Sundance Times - Continuing the Crook County News Since 1884

Complete County Committee needed for next year's census

 

September 12, 2019



The federal government will be performing its ten-year head count in 2020 and the U.S. Census Bureau has requested help to ensure as many people as possible consent to be included. County Clerk Linda Fritz has been tasked with forming a five-person Complete Count Committee to promote the census and inform members of the community of the benefits it can bring to the area.

“They’re hoping they can get people involved in the committee who are well known, so that people trust them to be able to look out for their best interests with the census, and also to be able to reach out and engage people to be involved and be willing to be counted,” Fritz says.

“I’m trying to find representation from each area of the county, particularly the municipalities and up in the western corner of the state.”

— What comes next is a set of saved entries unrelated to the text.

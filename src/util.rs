//! Shared low-level utilities used across Pilum components.

pub mod bytes;
pub mod varint;
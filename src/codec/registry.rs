//! Name-to-factory registry for codecs and formats.
//!
//! Readers only know a format by the name recorded in a segment. The registry
//! turns that name back into an instance. Nothing is discovered implicitly:
//! every entry is added by an explicit `register_*` call, and the process-wide
//! registry starts out with the formats of [`register_builtin_formats`].

use std::fmt;
use std::sync::Arc;

use ahash::AHashMap;
use lazy_static::lazy_static;
use parking_lot::RwLock;

use crate::codec::doc_values::{COLUMNAR_FORMAT_NAME, ColumnarDocValuesFormat, DocValuesFormat};
use crate::codec::postings::{BLOCK_POSTINGS_FORMAT_NAME, BlockPostingsFormat, PostingsFormat};
use crate::codec::{CODEC_NAME, Codec};
use crate::error::{PilumError, Result};

/// Builds a codec.
pub type CodecFactory = Arc<dyn Fn() -> Arc<Codec> + Send + Sync>;

/// Builds a postings format.
pub type PostingsFormatFactory = Arc<dyn Fn() -> Arc<dyn PostingsFormat> + Send + Sync>;

/// Builds a doc-values format.
pub type DocValuesFormatFactory = Arc<dyn Fn() -> Arc<dyn DocValuesFormat> + Send + Sync>;

lazy_static! {
    static ref GLOBAL_REGISTRY: RwLock<FormatRegistry> = RwLock::new(FormatRegistry::with_builtin_formats());
}

/// Maps names to codec and format factories.
#[derive(Default)]
pub struct FormatRegistry {
    codecs: AHashMap<String, CodecFactory>,
    postings_formats: AHashMap<String, PostingsFormatFactory>,
    doc_values_formats: AHashMap<String, DocValuesFormatFactory>,
}

impl FormatRegistry {
    /// An empty registry.
    pub fn new() -> Self {
        Self::default()
    }

    /// A registry holding the built-in codec and formats.
    pub fn with_builtin_formats() -> Self {
        let mut registry = Self::new();
        if let Err(e) = register_builtin_formats(&mut registry) {
            log::warn!("Failed to register built-in formats: {e}");
        }
        registry
    }

    /// The process-wide registry.
    pub fn global() -> &'static RwLock<FormatRegistry> {
        &GLOBAL_REGISTRY
    }

    /// Register a codec factory under `name`.
    pub fn register_codec<F>(&mut self, name: &str, factory: F) -> Result<()>
    where
        F: Fn() -> Arc<Codec> + Send + Sync + 'static,
    {
        insert_unique(&mut self.codecs, "codec", name, Arc::new(factory))
    }

    /// Register a postings format factory under `name`.
    pub fn register_postings_format<F>(&mut self, name: &str, factory: F) -> Result<()>
    where
        F: Fn() -> Arc<dyn PostingsFormat> + Send + Sync + 'static,
    {
        insert_unique(&mut self.postings_formats, "postings format", name, Arc::new(factory))
    }

    /// Register a doc-values format factory under `name`.
    pub fn register_doc_values_format<F>(&mut self, name: &str, factory: F) -> Result<()>
    where
        F: Fn() -> Arc<dyn DocValuesFormat> + Send + Sync + 'static,
    {
        insert_unique(
            &mut self.doc_values_formats,
            "doc values format",
            name,
            Arc::new(factory),
        )
    }

    /// A new instance of the codec registered as `name`.
    pub fn codec(&self, name: &str) -> Option<Arc<Codec>> {
        self.codecs.get(name).map(|factory| factory())
    }

    /// A new instance of the postings format registered as `name`.
    pub fn postings_format(&self, name: &str) -> Option<Arc<dyn PostingsFormat>> {
        self.postings_formats.get(name).map(|factory| factory())
    }

    /// A new instance of the doc-values format registered as `name`.
    pub fn doc_values_format(&self, name: &str) -> Option<Arc<dyn DocValuesFormat>> {
        self.doc_values_formats.get(name).map(|factory| factory())
    }

    /// Registered codec names, sorted.
    pub fn codec_names(&self) -> Vec<String> {
        sorted_names(&self.codecs)
    }

    /// Registered postings format names, sorted.
    pub fn postings_format_names(&self) -> Vec<String> {
        sorted_names(&self.postings_formats)
    }

    /// Registered doc-values format names, sorted.
    pub fn doc_values_format_names(&self) -> Vec<String> {
        sorted_names(&self.doc_values_formats)
    }
}

impl fmt::Debug for FormatRegistry {
    fn fmt(&self, f: &mut fmt::Formatter<'_>) -> fmt::Result {
        f.debug_struct("FormatRegistry")
            .field("codecs", &self.codec_names())
            .field("postings_formats", &self.postings_format_names())
            .field("doc_values_formats", &self.doc_values_format_names())
            .finish()
    }
}

/// Register the codec and formats that ship with this crate.
pub fn register_builtin_formats(registry: &mut FormatRegistry) -> Result<()> {
    registry.register_codec(CODEC_NAME, || Arc::new(Codec::default()))?;
    registry.register_postings_format(BLOCK_POSTINGS_FORMAT_NAME, || {
        Arc::new(BlockPostingsFormat::new())
    })?;
    registry.register_doc_values_format(COLUMNAR_FORMAT_NAME, || {
        Arc::new(ColumnarDocValuesFormat::default())
    })?;
    Ok(())
}

fn insert_unique<T>(map: &mut AHashMap<String, T>, kind: &str, name: &str, value: T) -> Result<()> {
    if map.contains_key(name) {
        return Err(PilumError::consistency(format!(
            "{kind} {name:?} is already registered"
        )));
    }
    log::debug!("Registered {kind} {name}");
    map.insert(name.to_string(), value);
    Ok(())
}

fn sorted_names<T>(map: &AHashMap<String, T>) -> Vec<String> {
    let mut names: Vec<String> = map.keys().cloned().collect();
    names.sort();
    names
}

#[cfg(test)]
mod tests {
    use super::*;
    use crate::error::ErrorKind;

    #[test]
    fn test_builtin_formats() {
        let registry = FormatRegistry::with_builtin_formats();
        assert_eq!(registry.codec_names(), vec![CODEC_NAME]);
        assert_eq!(registry.postings_format_names(), vec![BLOCK_POSTINGS_FORMAT_NAME]);
        assert_eq!(registry.doc_values_format_names(), vec![COLUMNAR_FORMAT_NAME]);

        assert_eq!(registry.codec(CODEC_NAME).unwrap().name(), CODEC_NAME);
        assert_eq!(
            registry.postings_format(BLOCK_POSTINGS_FORMAT_NAME).unwrap().name(),
            BLOCK_POSTINGS_FORMAT_NAME
        );
        assert_eq!(
            registry.doc_values_format(COLUMNAR_FORMAT_NAME).unwrap().name(),
            COLUMNAR_FORMAT_NAME
        );
    }

    #[test]
    fn test_unknown_names() {
        let registry = FormatRegistry::with_builtin_formats();
        assert!(registry.codec("Lucene90").is_none());
        assert!(registry.postings_format("Columnar10").is_none());
        assert!(registry.doc_values_format("BlockPostings10").is_none());
    }

    #[test]
    fn test_duplicate_registration() {
        let mut registry = FormatRegistry::new();
        register_builtin_formats(&mut registry).unwrap();
        let err = register_builtin_formats(&mut registry).unwrap_err();
        assert_eq!(err.kind(), ErrorKind::Consistency);

        let err = registry
            .register_doc_values_format(COLUMNAR_FORMAT_NAME, || {
                Arc::new(ColumnarDocValuesFormat::default())
            })
            .unwrap_err();
        assert_eq!(err.kind(), ErrorKind::Consistency);
    }

    #[test]
    fn test_global_registry() {
        let global = FormatRegistry::global().read();
        assert!(global.codec(CODEC_NAME).is_some());
        assert!(global.postings_format(BLOCK_POSTINGS_FORMAT_NAME).is_some());
    }
}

Once the committee has been formed, a representative from the U.S. Census Bureau will provide a training lasting 90 minutes to two hours, which will give committee members the necessary information about the census and its effects.

“They will tell us exactly what it is that they would like us to do,” Fritz says.

The census is important, says Fritz, because an accurate population count can have surprising effects.

“The benefit of people participating in the 2020 census is that I believe, as your population increases, so too do your opportunities for funding,” she says.

“That is one reason you want to be counted in the census. It also determines how many representatives each state gets in Congress and is used to redraw district boundaries.”

According to the U.S. Census Bureau, businesses use census data to determine where to open places to shop, while communities use the information to plan for resident needs, such as new roads and emergency services.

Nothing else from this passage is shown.